Published on September 13th, 2009 | by Susan Kraemer30
Making Solar Power at the Office?
It’s easy to power a single-story buildings-worth of electrical needs with a solar roof, but what about the power needs of skyscrapers? They have so little roof space available on top compared to their 40 or 50 floors-worth of electrical needs underneath them.
Here’s one idea. Why stop at sunlight to power solar cells. Let’s harness our fluorescent lighting as well.
New Energy Technologies is trying to develop a solar cell that makes electricity just from that nasty fluorescent tube lighting buzzing over your head.
New Energy’s solar cells in their transparent SolarWindow™ generate electricity by using the visible light in artificial fluorescent lighting typically installed in offices and commercial buildings. In tests published in the Journal of Renewable and Sustainable Energy they outperformed regular solar cells by orders of magnitude; producing two to ten-fold more power.
Researchers tested the ultra-small solar cells on a 1”x1” substrate against today’s popular solar materials for their capacity to produce electricity under varying artificial light conditions, mimicking the levels of light exposure in homes and commercial offices.
Under normal office lighting conditions, without any natural light from windows, New Energy’s ultra-small solar cells produced not just twice the power of monocrystalline silicon, but achieved:
- 8-fold greater output power density than copper-indium-selenide, known for its high optical absorption coefficients and versatile optical and electrical characteristics.

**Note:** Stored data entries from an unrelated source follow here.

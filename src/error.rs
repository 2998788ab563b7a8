//! Error types for training and for the ratings text format.

use thiserror::Error;

/// Errors that abort a training run.
///
/// All of these are reported straight to the caller of
/// [`ListRankMf::fit`](crate::algorithms::trainer::ListRankMf::fit); nothing is
/// retried internally.
#[derive(Debug, Clone, PartialEq, Error)]
pub enum TrainError {
    /// A user has no rated items, which leaves both softmax denominators at zero.
    #[error("user {user} has no rated items")]
    EmptyRatingSet {
        /// Dense index of the offending user
        user: usize,
    },

    /// A rating or feature lookup points past the allocated feature rows.
    #[error("{kind} index {index} is out of range for {len} feature rows")]
    IndexOutOfRange {
        /// Either `"user"` or `"item"`
        kind: &'static str,
        /// The requested index
        index: usize,
        /// Number of rows actually allocated
        len: usize,
    },

    /// Hyperparameters that cannot produce a meaningful run.
    #[error("invalid training configuration: {reason}")]
    InvalidConfiguration {
        /// Which parameter was rejected and why
        reason: String,
    },

    /// A rating value is NaN or infinite.
    #[error("rating of item {item} by user {user} is not finite")]
    NonFiniteRating {
        /// Dense user index
        user: usize,
        /// Dense item index
        item: usize,
    },

    /// The loss or the features stopped being finite during training.
    #[error("training diverged at iteration {iteration} (loss = {loss})")]
    NumericDivergence {
        /// Zero-based iteration in which the non-finite value showed up
        iteration: usize,
        /// Loss observed in that iteration
        loss: f64,
    },
}

impl TrainError {
    pub fn invalid_configuration<S: Into<String>>(reason: S) -> Self {
        Self::InvalidConfiguration {
            reason: reason.into(),
        }
    }

    pub fn user_out_of_range(index: usize, len: usize) -> Self {
        Self::IndexOutOfRange {
            kind: "user",
            index,
            len,
        }
    }

    pub fn item_out_of_range(index: usize, len: usize) -> Self {
        Self::IndexOutOfRange {
            kind: "item",
            index,
            len,
        }
    }
}

/// Errors produced while reading `item:rating` lines.
#[derive(Debug, Error)]
pub enum ParseError {
    #[error("line {line}: malformed rating token `{token}`")]
    MalformedToken { line: usize, token: String },

    #[error("failed to read ratings: {0}")]
    Io(#[from] std::io::Error),
}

- 10-fold greater output power density than flexible thin-film amorphous-silicon.
(Of course regular solar cells are not designed to make electricity from office lighting. So that may not actually mean much.)
For their first use, the technology application would probably be just in little gizmos like solar calculators and iPods.
But a great application of this would be to embed this transparent material right into the fluorescent fixtures themselves in a layer right below the light. And helping to power it.